Folks didn't even like the toilet flushers. Wouldn't it have been more convenient, they asked, if the handles were on the same side they usually are?
The residents gathered their worst complaints and mobilized. Five years ago, they sued Baltimore developer Frank F. Favazza Jr. and his high-profile associates, Louis J. Grasmick and John Paterakis Sr., alleging defects in the design and construction of the 14-story complex.
Favazza and his associates ultimately settled the suit for roughly $4 million, then turned around and sued the building's architect and several subcontractors in a still-unresolved case.
Now, the Anchorage has become a hard-hat area.
The same aluminum scaffolding used for renovations of the Statue of Liberty -- well-suited to the nontraditional contours of the Anchorage -- surrounds one-third of the building. It will rotate around the building into next year. Yellow "caution" tape festoons the construction area, workers hurl debris down chutes alongside the building and the sound of power tools fills the air from 7: 30 a.m. until dusk.
The biggest problem is that the building gets soggy in rain. Windows and doorways were not sealed properly and drainage holes in building walls clogged, the tenants claimed in their lawsuit.
"This was typical of construction defects that are found when developers try to put things together quickly," said Barry L. Steelman, the Baltimore lawyer who represents the tenants. "It happens even in luxury buildings."
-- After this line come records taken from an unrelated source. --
use serde::{Deserialize, Serialize};
use std::collections::BTreeMap;

/// Virtual DOM node
#[derive(Debug, Clone, PartialEq, Serialize, Deserialize)]
#[serde(tag = "type")]
pub enum VNode {
    /// HTML element
    Element {
        tag: String,
        attributes: BTreeMap<String, String>,
        styles: BTreeMap<String, String>,
        children: Vec<VNode>,
    },

    /// Text node, escaped on write
    Text { content: String },

    /// Trusted markup emitted verbatim (rich-text leaf content)
    Raw { html: String },
}

impl VNode {
    pub fn element(tag: impl Into<String>) -> Self {
        VNode::Element {
            tag: tag.into(),
            attributes: BTreeMap::new(),
            styles: BTreeMap::new(),
            children: Vec::new(),
        }
    }

    pub fn text(content: impl Into<String>) -> Self {
        VNode::Text {
            content: content.into(),
        }
    }

    pub fn raw(html: impl Into<String>) -> Self {
        VNode::Raw { html: html.into() }
    }

    pub fn with_attr(mut self, key: impl Into<String>, value: impl Into<String>) -> Self {
        if let VNode::Element {
            ref mut attributes, ..
        } = self
        {
            attributes.insert(key.into(), value.into());
        }
        self
    }

    pub fn with_style(mut self, key: impl Into<String>, value: impl Into<String>) -> Self {
        if let VNode::Element { ref mut styles, .. } = self {
            styles.insert(key.into(), value.into());
        }
        self
    }

    pub fn with_styles(mut self, new_styles: BTreeMap<String, String>) -> Self {
        if let VNode::Element { ref mut styles, .. } = self {
            styles.extend(new_styles);
        }
        self
    }

    pub fn with_child(mut self, child: VNode) -> Self {
        if let VNode::Element {
            ref mut children, ..
        } = self
        {
            children.push(child);
        }
        self
    }

    pub fn with_children(mut self, new_children: Vec<VNode>) -> Self {
        if let VNode::Element {
            ref mut children, ..
        } = self
        {
            children.extend(new_children);
        }
        self
    }

    pub fn push_child(&mut self, child: VNode) {
        if let VNode::Element {
            ref mut children, ..
        } = self
        {
            children.push(child);
        }
    }

    pub fn attr(&self, key: &str) -> Option<&str> {
        match self {
            VNode::Element { attributes, .. } => attributes.get(key).map(String::as_str),
            _ => None,
        }
    }

    pub fn style(&self, key: &str) -> Option<&str> {
        match self {
            VNode::Element { styles, .. } => styles.get(key).map(String::as_str),
            _ => None,
        }
    }

    pub fn children(&self) -> &[VNode] {
        match self {
            VNode::Element { children, .. } => children,
            _ => &[],
        }
    }
}

/// Virtual document (the rendered page roots)
#[derive(Debug, Clone, PartialEq, Default, Serialize, Deserialize)]
pub struct VDocument {
    pub nodes: Vec<VNode>,
}

impl VDocument {
    pub fn new() -> Self {
        Self::default()
    }

    pub fn add_node(&mut self, node: VNode) {
        self.nodes.push(node);
    }
}
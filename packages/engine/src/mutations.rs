//! # Tree Mutations
//!
//! The four edit operations over a page's node sequence.
//!
//! ## Semantics
//!
//! ### Insert
//! - Appends to the top level or to a matched parent's children
//! - A non-field node never enters a `Form` (rejected whole)
//! - Missing parent: input returned unchanged
//!
//! ### Update
//! - Shallow merge of a [`NodePatch`]; identity preserved
//! - Missing id: input returned unchanged
//!
//! ### Remove
//! - Removes the node and every descendant; nothing else changes
//!
//! ### Duplicate
//! - Deep copy with fresh ids throughout, placed as the next sibling
//!
//! Every operation takes the current tree and returns a new one; nodes off
//! the path to the target are carried over unchanged. None of them can
//! fail: absence of a target is a no-op, never an error, which keeps
//! editing resilient to out-of-order UI events.

use crate::NodePatch;
use pegboard_model::{find_node, IdGenerator, Node, NodeKind};
use serde::{Deserialize, Serialize};
use tracing::debug;

/// A single edit operation, serializable so gesture handlers and tooling
/// can queue and replay edits.
#[derive(Debug, Clone, Serialize, Deserialize, PartialEq)]
pub enum Mutation {
    /// Insert a node at the top level or under a parent, optionally tagging
    /// it with the column key of a multi-column group.
    Insert {
        node: Node,
        parent_id: Option<String>,
        column_key: Option<String>,
    },

    /// Merge a partial attribute set over the node with the given id.
    Update { node_id: String, patch: NodePatch },

    /// Remove the node with the given id and its entire subtree.
    Remove { node_id: String },

    /// Deep-clone the subtree at the given id, fresh ids throughout,
    /// inserted as the next sibling of the original.
    Duplicate { node_id: String },
}

impl Mutation {
    /// Apply the mutation, producing the successor tree.
    pub fn apply(&self, nodes: &[Node], ids: &mut IdGenerator) -> Vec<Node> {
        match self {
            Mutation::Insert {
                node,
                parent_id,
                column_key,
            } => insert(nodes, node.clone(), parent_id.as_deref(), column_key.as_deref()),
            Mutation::Update { node_id, patch } => update(nodes, node_id, patch),
            Mutation::Remove { node_id } => remove(nodes, node_id),
            Mutation::Duplicate { node_id } => duplicate(nodes, node_id, ids),
        }
    }
}

/// Insert `node` under `parent_id`, or at the top level when absent.
///
/// The parent must be a container; a `Form` parent only admits field
/// leaves. A violated constraint or a missing parent returns the input
/// tree unchanged.
pub fn insert(
    nodes: &[Node],
    mut node: Node,
    parent_id: Option<&str>,
    column_key: Option<&str>,
) -> Vec<Node> {
    let Some(parent_id) = parent_id else {
        let mut out = nodes.to_vec();
        node.group_key = column_key.map(str::to_string);
        out.push(node);
        return out;
    };

    match find_node(nodes, parent_id) {
        None => {
            debug!(parent_id, "insert target not found; ignoring");
            nodes.to_vec()
        }
        Some(parent) if !parent.kind.is_container() => {
            debug!(parent_id, kind = %parent.kind, "insert into leaf; ignoring");
            nodes.to_vec()
        }
        Some(parent) if parent.kind == NodeKind::Form && !node.is_field_leaf() => {
            debug!(parent_id, kind = %node.kind, "non-field node under form; ignoring");
            nodes.to_vec()
        }
        Some(_) => {
            node.group_key = column_key.map(str::to_string);
            insert_under(nodes, parent_id, &node).0
        }
    }
}

fn insert_under(nodes: &[Node], parent_id: &str, new_node: &Node) -> (Vec<Node>, bool) {
    let mut inserted = false;
    let out = nodes
        .iter()
        .map(|node| {
            if inserted {
                return node.clone();
            }
            if node.id == parent_id {
                let mut parent = node.clone();
                parent.children.push(new_node.clone());
                inserted = true;
                return parent;
            }
            let (children, found) = insert_under(&node.children, parent_id, new_node);
            if found {
                inserted = true;
                let mut rebuilt = node.clone();
                rebuilt.children = children;
                rebuilt
            } else {
                node.clone()
            }
        })
        .collect();
    (out, inserted)
}

/// Merge `patch` over the node with `node_id`, anywhere in the tree.
///
/// A `children` replacement that would put a non-field node under a `Form`
/// rejects the whole patch.
pub fn update(nodes: &[Node], node_id: &str, patch: &NodePatch) -> Vec<Node> {
    match find_node(nodes, node_id) {
        None => {
            debug!(node_id, "update target not found; ignoring");
            nodes.to_vec()
        }
        Some(target) => {
            if target.kind == NodeKind::Form {
                if let Some(children) = &patch.children {
                    if !children.iter().all(Node::is_field_leaf) {
                        debug!(node_id, "form children must be field leaves; ignoring");
                        return nodes.to_vec();
                    }
                }
            }
            update_in(nodes, node_id, patch).0
        }
    }
}

fn update_in(nodes: &[Node], node_id: &str, patch: &NodePatch) -> (Vec<Node>, bool) {
    let mut updated = false;
    let out = nodes
        .iter()
        .map(|node| {
            if updated {
                return node.clone();
            }
            if node.id == node_id {
                let mut merged = node.clone();
                patch.merge_into(&mut merged);
                updated = true;
                return merged;
            }
            let (children, found) = update_in(&node.children, node_id, patch);
            if found {
                updated = true;
                let mut rebuilt = node.clone();
                rebuilt.children = children;
                rebuilt
            } else {
                node.clone()
            }
        })
        .collect();
    (out, updated)
}

/// Remove the node with `node_id` and its entire subtree, wherever it
/// occurs. Siblings and ancestors are preserved unchanged.
pub fn remove(nodes: &[Node], node_id: &str) -> Vec<Node> {
    nodes
        .iter()
        .filter(|node| node.id != node_id)
        .map(|node| {
            let mut kept = node.clone();
            kept.children = remove(&node.children, node_id);
            kept
        })
        .collect()
}

/// Deep-clone the subtree rooted at `node_id` with fresh ids throughout and
/// insert the clone as the next sibling of the original.
pub fn duplicate(nodes: &[Node], node_id: &str, ids: &mut IdGenerator) -> Vec<Node> {
    let (out, found) = duplicate_in(nodes, node_id, ids);
    if !found {
        debug!(node_id, "duplicate target not found; ignoring");
    }
    out
}

fn duplicate_in(nodes: &[Node], node_id: &str, ids: &mut IdGenerator) -> (Vec<Node>, bool) {
    if let Some(index) = nodes.iter().position(|node| node.id == node_id) {
        let mut out = nodes.to_vec();
        let clone = reissue_ids(&nodes[index], ids);
        out.insert(index + 1, clone);
        return (out, true);
    }

    let mut duplicated = false;
    let out = nodes
        .iter()
        .map(|node| {
            if duplicated {
                return node.clone();
            }
            let (children, found) = duplicate_in(&node.children, node_id, ids);
            if found {
                duplicated = true;
                let mut rebuilt = node.clone();
                rebuilt.children = children;
                rebuilt
            } else {
                node.clone()
            }
        })
        .collect();
    (out, duplicated)
}

fn reissue_ids(node: &Node, ids: &mut IdGenerator) -> Node {
    let mut copy = node.clone();
    copy.id = ids.next_id();
    copy.children = node.children.iter().map(|c| reissue_ids(c, ids)).collect();
    copy
}
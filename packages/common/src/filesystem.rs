use std::collections::HashMap;
use std::path::{Path, PathBuf};

/// File system abstraction for document round-trips and testing
pub trait FileSystem {
    /// Check if a file exists
    fn exists(&self, path: &Path) -> bool;

    /// Read a file to a string
    fn read_to_string(&self, path: &Path) -> Result<String, std::io::Error>;

    /// Write a string to a file, creating parent directories as needed
    fn write(&self, path: &Path, contents: &str) -> Result<(), std::io::Error>;

    /// List the files directly under a directory
    fn list_dir(&self, path: &Path) -> Result<Vec<PathBuf>, std::io::Error>;
}

/// Real file system implementation
pub struct RealFileSystem;

impl FileSystem for RealFileSystem {
    fn exists(&self, path: &Path) -> bool {
        path.exists()
    }

    fn read_to_string(&self, path: &Path) -> Result<String, std::io::Error> {
        std::fs::read_to_string(path)
    }

    fn write(&self, path: &Path, contents: &str) -> Result<(), std::io::Error> {
        if let Some(parent) = path.parent() {
            std::fs::create_dir_all(parent)?;
        }
        std::fs::write(path, contents)
    }

    fn list_dir(&self, path: &Path) -> Result<Vec<PathBuf>, std::io::Error> {
        let mut files = Vec::new();
        for entry in std::fs::read_dir(path)? {
            let entry = entry?;
            if entry.path().is_file() {
                files.push(entry.path());
            }
        }
        Ok(files)
    }
}

/// Mock file system for testing
#[derive(Default)]
pub struct MockFileSystem {
    pub files: std::cell::RefCell<HashMap<PathBuf, String>>,
}

impl MockFileSystem {
    pub fn new() -> Self {
        Self::default()
    }

    pub fn add_file(&self, path: PathBuf, contents: impl Into<String>) {
        self.files.borrow_mut().insert(path, contents.into());
    }
}

impl FileSystem for MockFileSystem {
    fn exists(&self, path: &Path) -> bool {
        let files = self.files.borrow();
        // A path exists if it is a stored file, or a directory that is an
        // ancestor of one — mirroring RealFileSystem, where directories
        // report as existing once they contain files.
        files.contains_key(path) || files.keys().any(|p| p.ancestors().any(|a| a == path))
    }

    fn read_to_string(&self, path: &Path) -> Result<String, std::io::Error> {
        self.files.borrow().get(path).cloned().ok_or_else(|| {
            std::io::Error::new(std::io::ErrorKind::NotFound, path.display().to_string())
        })
    }

    fn write(&self, path: &Path, contents: &str) -> Result<(), std::io::Error> {
        self.files
            .borrow_mut()
            .insert(path.to_path_buf(), contents.to_string());
        Ok(())
    }

    fn list_dir(&self, path: &Path) -> Result<Vec<PathBuf>, std::io::Error> {
        Ok(self
            .files
            .borrow()
            .keys()
            .filter(|p| p.parent() == Some(path))
            .cloned()
            .collect())
    }
}
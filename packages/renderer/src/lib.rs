//! # Pegboard Renderer
//!
//! One recursive rendering path, two modes.
//!
//! `Edit` and `View` share every line of layout resolution: the same tree,
//! the same narrow-viewport signal and the same configuration produce the
//! same concrete geometry in both modes. That equivalence is the renderer's
//! core correctness contract — the editing canvas must match the public
//! page pixel for pixel. On top of the shared geometry, `Edit` decorates
//! nodes with editing affordances (options trigger, resize handles, the
//! open menu or style modal carried in [`EditorState`]) while `View` emits
//! none of that and wires forms to the submission endpoint.
//!
//! A node whose kind tag fell outside the closed set renders nothing; one
//! corrupt node never blanks the page.

pub mod editor_state;
pub mod html;
pub mod layout;
pub mod renderer;
pub mod vdom;

#[cfg(test)]
mod tests_layout;

#[cfg(test)]
mod tests_modes;

#[cfg(test)]
mod tests_html;

pub use editor_state::EditorState;
pub use html::{write_html, WriteOptions};
pub use layout::{
    distribute_cells, distribute_row, inner_width, row_cells, Geometry, RenderMode, RowCell,
    Viewport, Width,
};
pub use renderer::{render, RenderOptions};
pub use vdom::{VDocument, VNode};
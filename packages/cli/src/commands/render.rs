use anyhow::{anyhow, Context as _, Result};
use clap::Args;
use colored::Colorize;
use pegboard_model::Page;
use pegboard_renderer::{render as render_page, write_html, RenderOptions, Viewport, WriteOptions};
use pegboard_renderer::{EditorState, RenderMode};
use pegboard_store::SiteConfig;
use std::fs;
use std::path::PathBuf;

#[derive(Debug, Args)]
pub struct RenderArgs {
    /// Page document (JSON)
    pub page: PathBuf,

    /// Render mode (edit, view)
    #[arg(short, long, default_value = "view")]
    pub mode: String,

    /// Render with the narrow-viewport override
    #[arg(long)]
    pub narrow: bool,

    /// Site configuration document (JSON); defaults apply when omitted
    #[arg(short, long)]
    pub config: Option<PathBuf>,

    /// Output file (stdout when omitted)
    #[arg(short, long)]
    pub out: Option<PathBuf>,

    /// Emit compact HTML instead of pretty-printed
    #[arg(long)]
    pub compact: bool,
}

pub fn render(args: RenderArgs) -> Result<()> {
    let raw = fs::read_to_string(&args.page)
        .with_context(|| format!("cannot read page document {:?}", args.page))?;
    let page: Page = serde_json::from_str(&raw)
        .with_context(|| format!("malformed page document {:?}", args.page))?;

    let config = match &args.config {
        Some(path) => {
            let raw = fs::read_to_string(path)
                .with_context(|| format!("cannot read configuration {path:?}"))?;
            serde_json::from_str::<SiteConfig>(&raw)
                .with_context(|| format!("malformed configuration {path:?}"))?
        }
        None => SiteConfig::default(),
    };

    let viewport = if args.narrow {
        Viewport::Narrow
    } else {
        Viewport::Wide
    };
    let options = match args.mode.as_str() {
        "view" => RenderOptions::view(config, viewport),
        "edit" => RenderOptions::edit(config, viewport, EditorState::new()),
        other => return Err(anyhow!("unknown mode: {other}. Use: edit or view")),
    };

    let document = render_page(&page.nodes, &options);
    let html = write_html(
        &document,
        &WriteOptions {
            pretty: !args.compact,
            title: if page.name.is_empty() {
                "Pegboard Page".to_string()
            } else {
                page.name.clone()
            },
            ..WriteOptions::default()
        },
    );

    match &args.out {
        Some(path) => {
            fs::write(path, html).with_context(|| format!("cannot write output {path:?}"))?;
            let mode = if options.mode == RenderMode::Edit {
                "edit"
            } else {
                "view"
            };
            println!(
                "  {} {} → {} ({} mode)",
                "✓".green(),
                args.page.display(),
                path.display(),
                mode
            );
        }
        None => println!("{html}"),
    }

    Ok(())
}
//! Serialize a rendered [`VDocument`] to HTML text.

use crate::vdom::{VDocument, VNode};
use std::collections::BTreeMap;

/// Options for HTML output
#[derive(Debug, Clone)]
pub struct WriteOptions {
    /// Pretty print HTML
    pub pretty: bool,
    /// Indentation string
    pub indent: String,
    /// Wrap the output in a full document shell
    pub standalone: bool,
    /// Document title when standalone
    pub title: String,
}

impl Default for WriteOptions {
    fn default() -> Self {
        Self {
            pretty: true,
            indent: "  ".to_string(),
            standalone: true,
            title: "Pegboard Page".to_string(),
        }
    }
}

struct Context {
    options: WriteOptions,
    depth: usize,
    buffer: String,
}

impl Context {
    fn new(options: WriteOptions) -> Self {
        Self {
            options,
            depth: 0,
            buffer: String::new(),
        }
    }

    fn add(&mut self, text: &str) {
        self.buffer.push_str(text);
    }

    fn add_line(&mut self, text: &str) {
        if self.options.pretty {
            self.add_indent();
        }
        self.add(text);
        if self.options.pretty {
            self.add("\n");
        }
    }

    fn add_indent(&mut self) {
        let indent = self.options.indent.clone();
        for _ in 0..self.depth {
            self.add(&indent);
        }
    }

    fn indent(&mut self) {
        self.depth += 1;
    }

    fn dedent(&mut self) {
        if self.depth > 0 {
            self.depth -= 1;
        }
    }

    fn get_output(self) -> String {
        self.buffer
    }
}

/// Write a rendered document to HTML.
pub fn write_html(document: &VDocument, options: &WriteOptions) -> String {
    let mut ctx = Context::new(options.clone());

    if ctx.options.standalone {
        ctx.add_line("<!DOCTYPE html>");
        ctx.add_line("<html>");
        ctx.indent();
        write_head(&mut ctx);
        ctx.add_line("<body>");
        ctx.indent();
    }

    for node in &document.nodes {
        write_node(node, &mut ctx);
    }

    if ctx.options.standalone {
        ctx.dedent();
        ctx.add_line("</body>");
        ctx.dedent();
        ctx.add_line("</html>");
    }

    ctx.get_output()
}

fn write_head(ctx: &mut Context) {
    ctx.add_line("<head>");
    ctx.indent();
    ctx.add_line("<meta charset=\"UTF-8\">");
    ctx.add_line("<meta name=\"viewport\" content=\"width=device-width, initial-scale=1.0\">");
    let title = escape_html(&ctx.options.title);
    ctx.add_line(&format!("<title>{}</title>", title));
    ctx.dedent();
    ctx.add_line("</head>");
}

fn write_node(node: &VNode, ctx: &mut Context) {
    match node {
        VNode::Element {
            tag,
            attributes,
            styles,
            children,
        } => write_element(tag, attributes, styles, children, ctx),
        VNode::Text { content } => {
            ctx.add_line(&escape_html(content));
        }
        VNode::Raw { html } => {
            ctx.add_line(html);
        }
    }
}

fn write_element(
    tag: &str,
    attributes: &BTreeMap<String, String>,
    styles: &BTreeMap<String, String>,
    children: &[VNode],
    ctx: &mut Context,
) {
    if ctx.options.pretty {
        ctx.add_indent();
    }
    ctx.add(&format!("<{}", tag));

    for (name, value) in attributes {
        ctx.add(&format!(" {}=\"{}\"", name, escape_html(value)));
    }

    if !styles.is_empty() {
        ctx.add(" style=\"");
        for (i, (key, value)) in styles.iter().enumerate() {
            if i > 0 {
                ctx.add(" ");
            }
            ctx.add(&format!("{}: {};", key, escape_html(value)));
        }
        ctx.add("\"");
    }

    if children.is_empty() && is_self_closing(tag) {
        ctx.add(" />");
        if ctx.options.pretty {
            ctx.add("\n");
        }
        return;
    }

    ctx.add(">");

    if !children.is_empty() {
        if ctx.options.pretty {
            ctx.add("\n");
        }
        ctx.indent();
        for child in children {
            write_node(child, ctx);
        }
        ctx.dedent();
        if ctx.options.pretty {
            ctx.add_indent();
        }
    }

    ctx.add(&format!("</{}>", tag));
    if ctx.options.pretty {
        ctx.add("\n");
    }
}

fn escape_html(text: &str) -> String {
    text.replace('&', "&amp;")
        .replace('<', "&lt;")
        .replace('>', "&gt;")
        .replace('"', "&quot;")
        .replace('\'', "&#39;")
}

fn is_self_closing(tag: &str) -> bool {
    matches!(
        tag,
        "img"
            | "input"
            | "br"
            | "hr"
            | "meta"
            | "link"
            | "area"
            | "base"
            | "col"
            | "embed"
            | "param"
            | "source"
            | "track"
            | "wbr"
    )
}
Favazza and his associates are paying more than $2 million to lay a waterproof rubber skin under the building's exterior and replace its facade with 130,000 new bricks. Next, the garage and the structure that connects it to the apartment tower will get a face lift. Although less than a decade old, the building will have received two years' worth of renovations by the time construction ends in 1997.
"This whole thing turned me sour on the business, I tell you that," said Favazza, 68, who has all but ended his 38-year development career.
"You can take any building in the United States and any developer or builder will think he did a magnificent job, but if you want to pick at the pieces you can find fault with any building. That's because a building is built with human hands," Favazza said.
Despite its current troubles, the condominium has survived in a waterfront market that has suffered at times from speculation and overbuilding. Unlike waterfront complexes such as Henderson's Wharf and Scarlett Place -- where apartments were sold at foreclosure auctions in the late 1980s -- sales at Anchorage have been anything but sluggish.
Anchorage condominiums that went originally as low as $150,000 are reselling at a profit, and a penthouse apartment is on the market for $1 million.
Residents are still bitterly angry with the developers, whom they say were promising a building that would launch the city's "Gold Coast."
"If we hadn't sued we'd really be in trouble," said Nadine Thomas, who with her husband invested in their $185,000 Anchorage apartment when the development was little more than a seashell-covered vacant lot. "Now we're ready to live here. Now it's going to be fun."
As for Favazza, he shrugs off the critics. He argues that Anchorage has a lot to do with Canton's real estate boom in recent years.
"It proves its worth because other investors are coming in and following right behind it," he said. "We envisioned originally what we see there now -- an active and thriving place."